With the aid of predictive analytics, marketing activities make a transition from the simple identification and attraction of customers, to more complex endeavors of customer loyalty and retention, generation of sustainable revenues as well as other elements of marketing ROI (return on investment). This trend has had a direct impact on the secondary industry sector of list construction in the meaning of an increasing popularity and demand for these specific services. This in turn led to an increasing offer of listing services and the increase of competition within the field.
But given the complexities and requirements of the modern day business environment and social community, a necessity arises in the continuous assessment and upgrading of the databases and the information they contain. Examples of how the databases could be maintained and upgraded include the sustained gathering of new information, the more in depth segmentation of the consumers or the identification of current and emergent responsibilities (Hosford, 2009).
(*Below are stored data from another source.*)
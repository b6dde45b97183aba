//! Error taxonomy for server-side listen failures.
//!
//! Internal invariant breaches abort via assertions; everything the server
//! can legitimately report is translated into cancel events carrying a
//! [`CancelError`]. The core never returns `Err` out of an `apply_*` call.

use thiserror::Error;

/// Why a server subscription was torn down.
#[derive(Debug, Error, Clone, PartialEq, Eq)]
pub enum CancelError {
    #[error("permission_denied")]
    PermissionDenied,
    #[error("unavailable")]
    Unavailable,
    #[error("expired")]
    Expired,
    #[error("{0}")]
    Other(String),
}

impl CancelError {
    /// Maps a wire status code to an error. Unrecognized codes are carried
    /// through verbatim.
    pub fn from_status(status: &str) -> CancelError {
        match status {
            "permission_denied" => CancelError::PermissionDenied,
            "unavailable" => CancelError::Unavailable,
            "expired" => CancelError::Expired,
            other => CancelError::Other(other.to_string()),
        }
    }
}
//! Per-query materialization.
//!
//! A [`View`] owns the cached state of one query at one path: the node the
//! subscriber currently sees (event cache), the node the server has sent
//! (server cache), the filter implied by the query parameters, and the event
//! registrations waiting on it. Operations flow in, events flow out.

pub mod cache;
pub mod change;
pub mod events;
pub mod filter;
pub mod processor;
pub mod source;

use treedb_core::{Node, Path};

use crate::error::CancelError;
use crate::event::{Event, EventRegistration};
use crate::operation::Operation;
use crate::query::QuerySpec;
use crate::write_tree::WriteTreeRef;

use cache::{CacheNode, ViewCache};
use change::Change;
use events::generate_events_for_changes;
use filter::{filter_for_params, IndexedFilter, NodeFilter};
use processor::ViewProcessor;

/// One query's materialized state and its registrations.
#[derive(Debug, Clone)]
pub struct View {
    query: QuerySpec,
    view_cache: ViewCache,
    registrations: Vec<EventRegistration>,
}

impl View {
    /// Seeds a view from whatever caches the sync point could assemble. The
    /// server cache is kept unfiltered (a tagged listen will narrow it
    /// later); the event cache is shaped by the query's own filter
    /// immediately.
    pub fn new(query: QuerySpec, initial_view_cache: &ViewCache) -> View {
        let filter = filter_for_params(&query.params);
        let initial_server = initial_view_cache.server_cache();
        let initial_event = initial_view_cache.event_cache();

        let server_snap =
            IndexedFilter.update_full_node(&Node::empty(), initial_server.node(), None);
        let event_snap = filter.update_full_node(&Node::empty(), initial_event.node(), None);

        let view_cache = ViewCache::new(
            CacheNode::new(
                event_snap,
                initial_event.is_fully_initialized(),
                filter.filters_nodes(),
            ),
            CacheNode::new(
                server_snap,
                initial_server.is_fully_initialized(),
                IndexedFilter.filters_nodes(),
            ),
        );
        View {
            query,
            view_cache,
            registrations: Vec::new(),
        }
    }

    fn processor(&self) -> ViewProcessor {
        ViewProcessor::new(filter_for_params(&self.query.params))
    }

    pub fn query(&self) -> &QuerySpec {
        &self.query
    }

    /// The raw server cache node (possibly incomplete).
    pub fn server_cache_node(&self) -> &Node {
        self.view_cache.server_cache().node()
    }

    /// The complete server value at `path` below this view, when the view
    /// can vouch for it.
    pub fn complete_server_cache(&self, path: &Path) -> Option<Node> {
        let cache = self.view_cache.complete_server_snap()?;
        if self.query.params.loads_all_data()
            || (!path.is_empty()
                && !cache
                    .get_immediate_child(path.front().expect("nonempty"))
                    .is_empty())
        {
            Some(cache.get_child(path))
        } else {
            None
        }
    }

    /// The complete event cache node, when known complete.
    pub fn complete_event_cache(&self) -> Option<&Node> {
        self.view_cache.complete_event_snap()
    }

    pub fn is_empty(&self) -> bool {
        self.registrations.is_empty()
    }

    pub fn add_event_registration(&mut self, registration: EventRegistration) {
        self.registrations.push(registration);
    }

    /// Removes registrations (all of them when `registration_id` is `None`)
    /// and returns cancel events when a `cancel_error` is supplied.
    pub fn remove_event_registrations(
        &mut self,
        registration_id: Option<u64>,
        cancel_error: Option<&CancelError>,
    ) -> Vec<Event> {
        let mut cancel_events = Vec::new();
        if let Some(error) = cancel_error {
            assert!(
                registration_id.is_none(),
                "a cancel must remove all registrations"
            );
            for registration in &self.registrations {
                cancel_events.push(Event::Cancel {
                    registration_id: registration.id,
                    query: self.query.clone(),
                    error: error.clone(),
                });
            }
        }
        match registration_id {
            Some(id) => self.registrations.retain(|r| r.id != id),
            None => self.registrations.clear(),
        }
        cancel_events
    }

    /// Applies one operation and returns the events it produces for this
    /// view's registrations.
    pub fn apply_operation(
        &mut self,
        operation: &Operation,
        writes: &WriteTreeRef<'_>,
        complete_server_cache: Option<&Node>,
    ) -> Vec<Event> {
        if let Operation::Merge { source, .. } = operation {
            if source.query_id().is_some() {
                assert!(
                    self.view_cache.complete_server_snap().is_some(),
                    "tagged merges require a complete server cache"
                );
                assert!(
                    self.view_cache.complete_event_snap().is_some(),
                    "tagged merges require a complete event cache"
                );
            }
        }
        let result =
            self.processor()
                .apply_operation(&self.view_cache, operation, writes, complete_server_cache);
        self.view_cache = result.view_cache;
        generate_events_for_changes(
            &self.query,
            &result.changes,
            self.view_cache.event_cache().node(),
            &self.registrations,
        )
    }

    /// The seed burst for a new registration: one child_added per cached
    /// child plus a value event when the cache is complete.
    pub fn initial_events(&self, registration: &EventRegistration) -> Vec<Event> {
        let event_snap = self.view_cache.event_cache();
        let mut initial_changes = Vec::new();
        for (key, child) in event_snap.node().children() {
            initial_changes.push(Change::child_added(key, child.clone()));
        }
        if event_snap.is_fully_initialized() {
            initial_changes.push(Change::value(event_snap.node().clone()));
        }
        generate_events_for_changes(
            &self.query,
            &initial_changes,
            event_snap.node(),
            std::slice::from_ref(registration),
        )
    }
}
//! The injected server-subscription capability.

use crate::event::Event;
use crate::query::QuerySpec;

/// Identifies one filtered server subscription so the server can address
/// updates to a single view.
pub type Tag = u64;

/// Drives actual server subscriptions on behalf of the sync tree.
///
/// The sync tree is the only caller and upholds the pairing discipline:
/// `start_listening` is invoked again for a `(query, tag)` only after a
/// corresponding `stop_listening`. Completion and failure flow back through
/// [`crate::sync_tree::SyncTree::apply_listen_result`], which the transport
/// layer must call only between top-level dispatches — never from inside
/// `start_listening`.
pub trait ListenProvider {
    /// Starts a server listen. `current_hash` is the sync tree's current
    /// belief about the server value (the server may skip sending a
    /// redundant snapshot when it matches). May return bootstrap events
    /// derived from provider-side caches.
    fn start_listening(
        &mut self,
        query: &QuerySpec,
        tag: Option<Tag>,
        current_hash: &str,
    ) -> Vec<Event>;

    /// Stops a server listen. Idempotent; must not fail.
    fn stop_listening(&mut self, query: &QuerySpec, tag: Option<Tag>);
}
Predictive analytics and safety
Craig Lawson (2010) assesses the issue of predictive analytics from a rather intriguing standpoint -- the well-being of the equipment. He argues that through the use of predictive analytics, organizational leaders can identify errors and other problems with equipments early on. This would not only increase staff, operation and consumer safety, but would also reveal an ability to reduce maintenance costs by identifying and repairing damages early on, rather than waiting until the equipment problem is major and requires major investments to fix.
In order for predictive analytics to increase equipment safety and as such generate the adjacent benefits, they need to be supported by technologies -- both software as well as hardware. One such application is the SmartSignal Predictive Analytics software applications which is able to identify rod drop problems when other traditional applications cannot detect the problems that early on. When companies do not wish to invest tremendous sums of money into the development of their own predictive analytics tools and methodologies, they are presented with the opportunity of hiring third party firms which offer the respective services. Through extrapolation, this could constitute a specific case of penetration into a specific market of equipment safety.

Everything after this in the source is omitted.